## PROBLEM REQUIREMENTS:
For the data below, give again exactly the lines from the one containing "const DEFAULT_READ_ONLY_HOSTS: [&str;" through the one containing "let database = DatabaseConfig", both ends included, and no others.

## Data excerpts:
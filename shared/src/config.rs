use anyhow::Result;
use std::collections::HashMap;
use std::env;
use std::time::Duration;

/// Room slugs that may carry an external availability feed.
pub const FEED_ROOM_SLUGS: [&str; 6] = ["room1", "room2", "room3", "room4", "room5", "room6"];

/// Export-only hosts of the booking channel. Pushing a block there is pointless.
const DEFAULT_READ_ONLY_HOSTS: [&str; 2] = ["ical.booking.com", "admin.booking.com"];

#[derive(Clone)]
pub struct AppConfig {
    pub database: DatabaseConfig,
    pub calendar: CalendarConfig,
    pub server: ServerConfig,
}

impl AppConfig {
    pub fn new() -> Result<Self> {
        let database = DatabaseConfig {
            host: env::var("DATABASE_HOST")?,
            port: env::var("DATABASE_PORT")?.parse::<u16>()?,
            username: env::var("DATABASE_USERNAME")?,
            password: env::var("DATABASE_PASSWORD")?,
            database: env::var("DATABASE_NAME")?,
        };

        let feeds = FEED_ROOM_SLUGS
            .iter()
            .filter_map(|slug| {
                let key = format!("ICAL_FEED_{}", slug.to_uppercase());
                non_empty_var(&key).map(|url| (slug.to_string(), url))
            })
            .collect();

        let read_only_hosts = match non_empty_var("CHANNEL_READ_ONLY_HOSTS") {
            Some(hosts) => hosts
                .split(',')
                .map(|h| h.trim().to_lowercase())
                .filter(|h| !h.is_empty())
                .collect(),
            None => DEFAULT_READ_ONLY_HOSTS.iter().map(|h| h.to_string()).collect(),
        };

        let fetch_timeout = match non_empty_var("ICAL_FETCH_TIMEOUT_SECS") {
            Some(v) => Duration::from_secs(v.parse::<u64>()?),
            None => Duration::from_secs(10),
        };

        let calendar = CalendarConfig {
            feeds,
            block_webhook_url: non_empty_var("CHANNEL_BLOCK_WEBHOOK_URL"),
            read_only_hosts,
            fetch_timeout,
        };

        let server = ServerConfig {
            port: match non_empty_var("PORT") {
                Some(v) => v.parse::<u16>()?,
                None => 8080,
            },
            admin_token: non_empty_var("ADMIN_TOKEN"),
        };

        Ok(Self {
            database,
            calendar,
            server,
        })
    }
}

fn non_empty_var(key: &str) -> Option<String> {
    env::var(key).ok().filter(|v| !v.trim().is_empty())
}

#[derive(Clone)]
pub struct DatabaseConfig {
    pub host: String,
    pub port: u16,
    pub username: String,
    pub password: String,
    pub database: String,
}

#[derive(Clone, Debug, Default)]
pub struct CalendarConfig {
    /// External feed URL per room slug (`room1`..`room6`).
    pub feeds: HashMap<String, String>,
    pub block_webhook_url: Option<String>,
    pub read_only_hosts: Vec<String>,
    pub fetch_timeout: Duration,
}

impl CalendarConfig {
    pub fn feed_url(&self, room_slug: &str) -> Option<&str> {
        self.feeds.get(room_slug).map(String::as_str)
    }

    pub fn is_read_only_host(&self, host: &str) -> bool {
        let host = host.to_lowercase();
        self.read_only_hosts
            .iter()
            .any(|ro| host == *ro || host.ends_with(&format!(".{ro}")))
    }
}

#[derive(Clone)]
pub struct ServerConfig {
    pub port: u16,
    pub admin_token: Option<String>,
}

#[cfg(test)]
mod tests {
    use super::*;

    #[test]
    fn read_only_host_matches_subdomains() {
        let cfg = CalendarConfig {
            read_only_hosts: vec!["ical.booking.com".into()],
            ..Default::default()
        };
        assert!(cfg.is_read_only_host("ical.booking.com"));
        assert!(cfg.is_read_only_host("EU.ical.booking.com"));
        assert!(!cfg.is_read_only_host("hooks.example.com"));
    }
}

## SOLUTION BELOW:
const DEFAULT_READ_ONLY_HOSTS: [&str; 2] = ["ical.booking.com", "admin.booking.com"];

#[derive(Clone)]
pub struct AppConfig {
    pub database: DatabaseConfig,
    pub calendar: CalendarConfig,
    pub server: ServerConfig,
}

impl AppConfig {
    pub fn new() -> Result<Self> {
        let database = DatabaseConfig {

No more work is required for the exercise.